Available funds inevitably influence, if not dictate, the Navy’s actions. Even though the phrase “an ounce of prevention is worth a pound of cure” applies overwhelmingly in the instance of a major oil spill, Navy coordinators may delay before making any decision with major funding implications. One reason, of course, is that the on-scene coordinator has the responsibility for taking charge and cleaning up the spill, but probably does not have the gold. The gold is in the coffers of the major claimant owning the spilling ship or activity. In the majority of likely situations, he and the responsible ship belong to the same major claimant— the U.S. Navy—so funding responsibility versus spending authority should be fairly straightforward. But consider the case of a commercial tanker carrying Navy oil under Military Sealift Command charter stranding in a non-Navy harbor where the designated Navy on-scene commander is a naval aviation command! Unless the governing oil spill contingency plan is specific, has been rehearsed, and all the players are on board, then command and control may well be difficult, correct and timely decisions may not be made, the spill not contained or incorrectly handled, and news media, environmentalists, and politicians—not to mention admirals—will be critical of the effort.
The type of oil to be recovered also influences the on-scene coordinator’s actions. Recently, the fueling requirements for U.S. Navy ships have been simplified by the almost exclusive use of marine diesel fuel (DFM). On the other hand, the Navy’s Military Sealift Command (MSC) owns or charters tankers that transport a wide variety of petroleum products for federal customers; MSC has even moved crude oil for our strategic petroleum reserves. In addition, Navy shoreside power and steam plants burn heavy black oil that is moved on Navy or chartered barges and ships. The Navy must therefore be prepared to respond to spills of virtually all types of oil.
The Navy’s lighter petroleum products, such as DFM and gasoline, present very different response requirements than the heavy Bunker C and other residual fuels. The lighter products evaporate into the atmosphere, dissolve into the water column, and spread out on the water’s surface relatively rapidly. In the first 24 hours following a spill of lighter refined oils, nearly 50% of the spilled oil will dissipate; up to 20% of the remaining oil will dissipate in each succeeding day. In many cases, recovery equipment cannot be mobilized rapidly enough to effectively combat these non-persistent spills. In addition, safety considerations preclude the recovery and containment of particularly volatile products such as gasoline. Chemical dispersion or diversionary booming to protect environmentally sensitive areas may be the only alternatives for combatting spills of these highly refined products. Because spills of these products are not persistent and do not leave the highly visible black residue on shorelines and wildlife, they are often considered less damaging than spills of the persistent heavy black residual oils. Unfortunately, these oils are in fact more toxic than heavy residual oils, and may be more damaging to sub-surface marine life because they dissolve more readily into the water column.

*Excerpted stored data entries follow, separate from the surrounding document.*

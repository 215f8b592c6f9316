//! Predicates over stored documents.

use crate::Document;
use serde_json::Value;
use std::cmp::Ordering;

/// A predicate selecting documents.
///
/// Comparisons are numeric when both sides are numbers and lexical when both
/// are strings; mixed or missing values never match.
#[derive(Debug, Clone, PartialEq)]
pub enum Filter {
    /// Every document
    All,
    /// Field equals value
    Eq(String, Value),
    /// Field less than value
    Lt(String, Value),
    /// Field less than or equal to value
    Le(String, Value),
    /// Field greater than value
    Gt(String, Value),
    /// Field equals one of the values
    In(String, Vec<Value>),
    /// Document id is one of the ids
    IdIn(Vec<String>),
    /// All of the filters match
    And(Vec<Filter>),
}

impl Filter {
    /// `field == value`
    pub fn eq(field: impl Into<String>, value: impl Into<Value>) -> Self {
        Filter::Eq(field.into(), value.into())
    }

    /// `field < value`
    pub fn lt(field: impl Into<String>, value: impl Into<Value>) -> Self {
        Filter::Lt(field.into(), value.into())
    }

    /// `field <= value`
    pub fn le(field: impl Into<String>, value: impl Into<Value>) -> Self {
        Filter::Le(field.into(), value.into())
    }

    /// `field > value`
    pub fn gt(field: impl Into<String>, value: impl Into<Value>) -> Self {
        Filter::Gt(field.into(), value.into())
    }

    /// Match documents with one of the given ids.
    pub fn ids<I, S>(ids: I) -> Self
    where
        I: IntoIterator<Item = S>,
        S: Into<String>,
    {
        Filter::IdIn(ids.into_iter().map(Into::into).collect())
    }

    /// Combine with another filter.
    pub fn and(self, other: Filter) -> Self {
        match self {
            Filter::And(mut all) => {
                all.push(other);
                Filter::And(all)
            }
            Filter::All => other,
            first => Filter::And(vec![first, other]),
        }
    }

    /// Whether the document satisfies this filter.
    pub fn matches(&self, doc: &Document) -> bool {
        match self {
            Filter::All => true,
            Filter::Eq(field, value) => doc.get(field).is_some_and(|v| compare(v, value) == Some(Ordering::Equal)),
            Filter::Lt(field, value) => doc.get(field).is_some_and(|v| compare(v, value) == Some(Ordering::Less)),
            Filter::Le(field, value) => doc
                .get(field)
                .is_some_and(|v| matches!(compare(v, value), Some(Ordering::Less | Ordering::Equal))),
            Filter::Gt(field, value) => doc.get(field).is_some_and(|v| compare(v, value) == Some(Ordering::Greater)),
            Filter::In(field, values) => doc
                .get(field)
                .is_some_and(|v| values.iter().any(|x| compare(v, x) == Some(Ordering::Equal))),
            Filter::IdIn(ids) => doc
                .get(factory_core::record::fields::ID)
                .and_then(Value::as_str)
                .is_some_and(|id| ids.iter().any(|x| x == id)),
            Filter::And(all) => all.iter().all(|f| f.matches(doc)),
        }
    }
}

fn compare(a: &Value, b: &Value) -> Option<Ordering> {
    match (a, b) {
        (Value::Number(x), Value::Number(y)) => x.as_f64()?.partial_cmp(&y.as_f64()?),
        (Value::String(x), Value::String(y)) => Some(x.cmp(y)),
        (x, y) if x == y => Some(Ordering::Equal),
        _ => None,
    }
}

#[cfg(test)]
mod tests {
    use super::*;
    use serde_json::json;

    fn doc(value: Value) -> Document {
        match value {
            Value::Object(map) => map,
            _ => unreachable!(),
        }
    }

    #[test]
    fn test_numeric_comparisons() {
        let d = doc(json!({"id": "a", "state": 1, "due_at": 5000}));
        assert!(Filter::lt("state", 3).matches(&d));
        assert!(!Filter::lt("state", 1).matches(&d));
        assert!(Filter::le("due_at", 5000.0).matches(&d));
        assert!(Filter::gt("due_at", 4999).matches(&d));
        assert!(Filter::eq("state", 1).matches(&d));
    }

    #[test]
    fn test_missing_and_mixed_fields_never_match() {
        let d = doc(json!({"id": "a", "state": "1"}));
        assert!(!Filter::lt("state", 3).matches(&d));
        assert!(!Filter::lt("due_at", 3).matches(&d));
    }

    #[test]
    fn test_combinators() {
        let d = doc(json!({"id": "a", "job_id": "j", "state": 3}));
        let f = Filter::All.and(Filter::eq("job_id", "j")).and(Filter::In("state".into(), vec![json!(3), json!(4)]));
        assert!(f.matches(&d));
        assert!(Filter::ids(["x", "a"]).matches(&d));
        assert!(!Filter::ids(["x"]).matches(&d));
        assert!(!Filter::eq("job_id", "k").and(Filter::All).matches(&d));
    }
}
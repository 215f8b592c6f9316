//! Queue errors.

use factory_storage::StoreError;

/// Result type for queue operations.
pub type Result<T> = std::result::Result<T, QueueError>;

/// Errors that can occur during queue operations.
#[derive(Debug, thiserror::Error)]
pub enum QueueError {
    /// Underlying store failed
    #[error("Store error: {0}")]
    Store(#[from] StoreError),

    /// Record didn't convert to or from a document
    #[error("JSON error: {0}")]
    Json(#[from] serde_json::Error),

    /// Record serialized to something other than an object
    #[error("Record is not a JSON object: {0}")]
    NotAnObject(String),

    /// Record vanished while it was being handled
    #[error("Record not found: {0}")]
    NotFound(String),
}
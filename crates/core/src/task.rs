//! Task model - one unit of work within a job.

use crate::record::QueueRecord;
use crate::{RunState, Time};
use serde::{Deserialize, Serialize};
use std::collections::BTreeMap;

/// A task as it is stored in the task queue.
#[derive(Debug, Clone, Default, Serialize, Deserialize)]
pub struct TaskRecord {
    /// Store-assigned id
    #[serde(default, skip_serializing_if = "String::is_empty")]
    pub id: String,

    /// Current state
    #[serde(default)]
    pub state: RunState,

    /// When the task is next due for processing
    #[serde(
        default,
        skip_serializing_if = "Option::is_none",
        with = "chrono::serde::ts_milliseconds_option"
    )]
    pub due_at: Option<Time>,

    /// When work started
    #[serde(default, skip_serializing_if = "Option::is_none")]
    pub started_at: Option<Time>,

    /// When the task reached a terminal state
    #[serde(default, skip_serializing_if = "Option::is_none")]
    pub ended_at: Option<Time>,

    /// Task id from the compiled recipe (unique within the job)
    pub task_id: String,

    /// Owning job id
    pub job_id: String,

    /// Display title
    #[serde(default)]
    pub title: String,

    /// Index of the recipe step that produced this task
    #[serde(default)]
    pub step: usize,

    /// Creation ordinal within the job
    #[serde(default)]
    pub index: usize,

    /// Task ids this task depends on
    #[serde(default)]
    pub depends: Vec<String>,

    /// Task ids that depend on this task
    #[serde(default)]
    pub dependents: Vec<String>,

    /// Container image
    #[serde(default, skip_serializing_if = "Option::is_none")]
    pub image: Option<String>,

    /// Tool to run inside the image
    #[serde(default, skip_serializing_if = "Option::is_none")]
    pub tool: Option<String>,

    /// Working directory
    #[serde(default, skip_serializing_if = "Option::is_none")]
    pub workdir: Option<String>,

    /// Arguments
    #[serde(default)]
    pub args: Vec<String>,

    /// Environment variables
    #[serde(default)]
    pub env: BTreeMap<String, String>,

    /// Input files
    #[serde(default)]
    pub inputs: Vec<String>,

    /// Output files
    #[serde(default)]
    pub outputs: Vec<String>,

    /// Relative amount of work
    #[serde(default = "default_weight")]
    pub weight: f64,

    /// Handle of the dispatched workload
    #[serde(default, skip_serializing_if = "Option::is_none")]
    pub external_handle: Option<String>,

    /// Whether the workload has been dispatched
    #[serde(default)]
    pub work_started: bool,
}

fn default_weight() -> f64 {
    1.0
}

impl TaskRecord {
    /// API-facing view of this task.
    pub fn summary(&self) -> TaskSummary {
        TaskSummary {
            id: self.task_id.clone(),
            job_id: self.job_id.clone(),
            title: self.title.clone(),
            step: self.step,
            index: self.index,
            depends: self.depends.clone(),
            state: self.state,
            started_at: self.started_at,
            ended_at: self.ended_at,
            outputs: self.outputs.clone(),
            image: self.image.clone(),
            workdir: self.workdir.clone(),
            args: self.args.clone(),
        }
    }
}

impl QueueRecord for TaskRecord {
    fn id(&self) -> &str {
        &self.id
    }

    fn set_id(&mut self, id: String) {
        self.id = id;
    }

    fn state(&self) -> RunState {
        self.state
    }

    fn set_state(&mut self, state: RunState) {
        self.state = state;
    }

    fn due_at(&self) -> Option<Time> {
        self.due_at
    }

    fn set_due_at(&mut self, due_at: Time) {
        self.due_at = Some(due_at);
    }

    fn set_started_at(&mut self, started_at: Time) {
        self.started_at = Some(started_at);
    }
}

/// Serialized view of a task for clients.
#[derive(Debug, Clone, PartialEq, Serialize, Deserialize)]
pub struct TaskSummary {
    /// Task id (unique within the job)
    pub id: String,
    /// Owning job
    pub job_id: String,
    /// Title
    pub title: String,
    /// Recipe step index
    pub step: usize,
    /// Creation ordinal
    pub index: usize,
    /// Dependencies
    pub depends: Vec<String>,
    /// Current state
    pub state: RunState,
    /// Start time
    pub started_at: Option<Time>,
    /// End time
    pub ended_at: Option<Time>,
    /// Output files
    pub outputs: Vec<String>,
    /// Container image
    pub image: Option<String>,
    /// Working directory
    pub workdir: Option<String>,
    /// Arguments
    pub args: Vec<String>,
}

Though less toxic than the more highly refined products, the heavy residual oils are damaging to the environment largely because of their persistence. They remain on the water’s surface for prolonged periods and tend to coat marine mammals and birds that come in contact with them. Because they are persistent, residual oils are better candidates for mechanical recovery than the more highly refined products. Conversely, they are generally considered more difficult to disperse chemically. Because crude oils exhibit the visual characteristics of residual oils they are often assumed to have the same properties as residuals. In fact, because they are unrefined, crudes are a mix of all the products later separated through the refining process. Crudes therefore exhibit the most damaging characteristics of all the refined products. They have the toxic fractions that dissolve into the water column as well as the persistent residual fractions.
All the Navy’s open-ocean spill response equipment has been developed, procured, and modified to maximize flexibility for response to all types of oil spills; the Class 5 and Class 11 skimmers, in particular, can recover both high viscosity residual oils and low viscosity refined products. As the Exxon Valdez spill clean-up continued and the floating oil became more and more viscous, modifications to the skimmers were made on scene to permit continued effective skimming operations.
Whether to use chemical dispersants has become a environmental issue. Normally, dispersants should not be used when mechanical removal techniques are effective, because mechanical removal can potentially remove almost all the oil; obviously no oil at all has less impact than any dispersant-related residue, even if the preferred dispersant is applied under optimum conditions. In addition, dispersants can be used only when approved on a case basis by the Federal onscene coordinator. The OSC’s approval is contingent upon the concurrence of Regional Response Team representatives of the potentially affected state(s), potentially affected federal lands trustees, and the EPA. At this time, it is clear that the decision to use dispersants will not be made unilaterally by the Navy, and will probably not be reached by the on-scene coordinator and regional response teams in time to allow effective use. In Prince William Sound, dispersants were tested and their use debated for several days, after which the opportunity, if it ever existed, had been lost. To date, dispersants have worked well primarily in the laboratory. The Navy does not stockpile nor generally advocate use of dispersants; in any given case, however, dispersant use may be the option that best protects the environment. The Supervisor of Salvage is prepared to support Navy operational commanders in following the guidance provided by the federal response forces.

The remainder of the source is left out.